Il mercato attende i risultati di Micron, in uscita a mercato chiuso, per valutare se la spesa legata all’intelligenza artificiale stia rispettando le aspettative.
L’indice SOX (Philadelphia Semiconductor) è in calo dello 0,3% dopo la chiusura di ieri a -8%.
Le vendite di case nuove di maggio sono aumentate di 580 mila unità, meno rispetto al periodo precedente (626 mila unità rivisto da 622 mila), e sotto le previsioni (640 mila unità).
Micron
Micron pubblicherà i risultati del terzo trimestre fiscale stasera, dopo la chiusura dei mercati. Il consenso di Bloomberg prevede un utile per azione di 20,49 dollari, +998% su base annua, e un fatturato di 35,63 miliardi, +270%.
Per il trimestre in corso il consenso stima ricavi per 43 miliardi e un utile di 25,31 dollari per azione.
Inoltre, l’AD Sanjay Mehrotra ha affermato che la produzione delle nuove e potentissime memorie HBM4 sta procedendo a una velocità doppia rispetto a quanto fatto con la generazione precedente (le HBM3E). Se questa tempistica si confermerà, Micron entrerà nel 2027 con il prodotto di memoria per intelligenza artificiale più avanzato sul mercato, disponibile su larga scala.
Medio Oriente
Il traffico di petroliere nello Stretto di Hormuz continua a normalizzarsi mentre i colloqui di pace USA‑Iran mostrano progressi, pur con dichiarazioni ancora divergenti.
Iran e Oman hanno avviato i lavori per un accordo sulla futura gestione dello stretto, mentre le esportazioni degli Emirati sono risalite all’85% dei livelli pre‑conflitto e il Qatar punta a ripristinare a breve la produzione di Gas Naturale Liquefatto.

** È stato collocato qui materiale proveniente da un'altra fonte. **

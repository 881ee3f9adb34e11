use std::net::SocketAddr;
use std::path::PathBuf;

use tracing::info;

use clap::Parser;
use http::{Method, header::CONTENT_TYPE};
use tokio::net::TcpListener;
use tower_http::cors::{Any, CorsLayer};
use tower_http::set_header::SetResponseHeaderLayer;

use anyhow::anyhow;

use talkcafe_gateway::{ServerConfig, routes, state::AppState};

/// TalkCafe Gateway - Real-time speech dialogue relay
#[derive(Parser, Debug)]
#[command(name = "talkcafe-gateway")]
#[command(version, about, long_about = None)]
struct Cli {
    /// Path to configuration file (YAML)
    #[arg(short = 'c', long = "config", value_name = "FILE")]
    config: Option<PathBuf>,
}

#[tokio::main]
async fn main() -> anyhow::Result<()> {
    // Load .env file if it exists (must be done before config loading)
    let _ = dotenvy::dotenv();

    // Initialize tracing
    tracing_subscriber::fmt::init();

    // Initialize crypto provider for the upstream wss:// connection
    rustls::crypto::ring::default_provider()
        .install_default()
        .map_err(|_| anyhow!("Failed to install default crypto provider"))?;

    let cli = Cli::parse();

    // Load configuration from file or environment
    let config = if let Some(config_path) = cli.config {
        println!("Loading configuration from {}", config_path.display());
        ServerConfig::from_file(&config_path).map_err(|e| anyhow!(e.to_string()))?
    } else {
        ServerConfig::from_env().map_err(|e| anyhow!(e.to_string()))?
    };

    let address = config.address();
    let cors_origins = config.cors_allowed_origins.clone();
    info!(
        upstream = %config.upstream.url,
        bot_name = %config.dialogue.bot_name,
        "Starting dialogue relay on {address}"
    );

    let app_state = AppState::new(config).await;

    let public_routes = routes::api::create_api_router();
    let dialogue_routes = routes::dialogue::create_dialogue_router();

    // Configure CORS
    let cors_layer = if let Some(ref origins) = cors_origins {
        if origins == "*" {
            CorsLayer::new()
                .allow_origin(Any)
                .allow_methods([Method::GET, Method::OPTIONS])
                .allow_headers([CONTENT_TYPE])
                .allow_credentials(false)
        } else {
            // Parse comma-separated origins
            let origins: Vec<_> = origins
                .split(',')
                .filter_map(|s| s.trim().parse().ok())
                .collect();
            CorsLayer::new()
                .allow_origin(origins)
                .allow_methods([Method::GET, Method::OPTIONS])
                .allow_headers([CONTENT_TYPE])
                .allow_credentials(true)
        }
    } else {
        info!(
            "CORS not configured, defaulting to same-origin only. \
             Set CORS_ALLOWED_ORIGINS to enable cross-origin access."
        );
        CorsLayer::new()
            .allow_methods([Method::GET, Method::OPTIONS])
            .allow_headers([CONTENT_TYPE])
            .allow_credentials(false)
    };

    // Security headers
    let security_headers = tower::ServiceBuilder::new()
        .layer(SetResponseHeaderLayer::overriding(
            http::header::X_CONTENT_TYPE_OPTIONS,
            http::HeaderValue::from_static("nosniff"),
        ))
        .layer(SetResponseHeaderLayer::overriding(
            http::header::X_FRAME_OPTIONS,
            http::HeaderValue::from_static("DENY"),
        ));

    let app = public_routes
        .merge(dialogue_routes)
        .with_state(app_state)
        .layer(cors_layer)
        .layer(security_headers);

    // Parse socket address
    let socket_addr: SocketAddr = address
        .parse()
        .map_err(|e| anyhow!("Invalid server address '{}': {}", address, e))?;

    println!("Server listening on http://{}", socket_addr);
    println!("Dialogue WebSocket available at ws://{}/ws", socket_addr);

    let listener = TcpListener::bind(&socket_addr).await?;
    axum::serve(
        listener,
        app.into_make_service_with_connect_info::<SocketAddr>(),
    )
    .await?;

    Ok(())
}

A Washington, il Senato, a maggioranza repubblicana, ha approvato una risoluzione simbolica per limitare i poteri di guerra di Donald Trump, definita dal Presidente “inopportuna e priva di significato”.
Separatamente, Trump ha chiesto al Dipartimento di Giustizia un’indagine sui prezzi della benzina; il diesel USA è sceso sotto i 5 dollari al gallone per la prima volta da marzo.
Europa
I listini europei hanno chiuso in calo, zavorrati dal settore della difesa.
Secondo un'indiscrezione, Berlino sarebbe pronta a cancellare un ordine per 6 fregate F126 a Rheinmetall, -19%, per assegnarlo al competitor TKMS. La potenziale perdita per il colosso tedesco sarebbe di 2 miliardi. DAX di Francoforte in calo dell’1%.
L’Euro Stoxx 50 ha perso lo 0,2%, con Argenx in calo del 7%. Salgono Bayer +4%, Prosus +3,5% e l’Oreal +2,9%.
L’Euro Stoxx 600 ha chiuso intorno alla parità. Gli acquisti si sono concentrati nel Real Estate, +3% e nel Food & Beverage +2,5%. In rosso i minerari -2,5% e gli energetici -2% per effetto del crollo di oro e petrolio. I peggiori rispettivamente sono Hochschild mining -7% e Orlen -4,5%.
A Milano, il Ftse Mib è sceso dello 0,8%, penalizzato da Leonardo -5%, Avio -4%, Saipem e Eni oltre il -3,2%. Chiudono in positivo DiaSorin +3%, Ferrari +2% e Snam +1,5%.
Il CAC 40 di Parigi è stato il più resiliente, +0,5%, sostenuto dal peso del luxury e dei consumi, meno esposti al selloff che ha colpito difesa, energetici e minerari.
Titoli sotto la lente a Wall Street
Magnifici sette: Alphabet +2% dopo la notizia che la holding di Google sostituirà Verizon nel Dow Jones. Meta +0,7%, Nvidia +0,6%, Amazon +3%, Microsoft +0,5%, Tesla +0,5%.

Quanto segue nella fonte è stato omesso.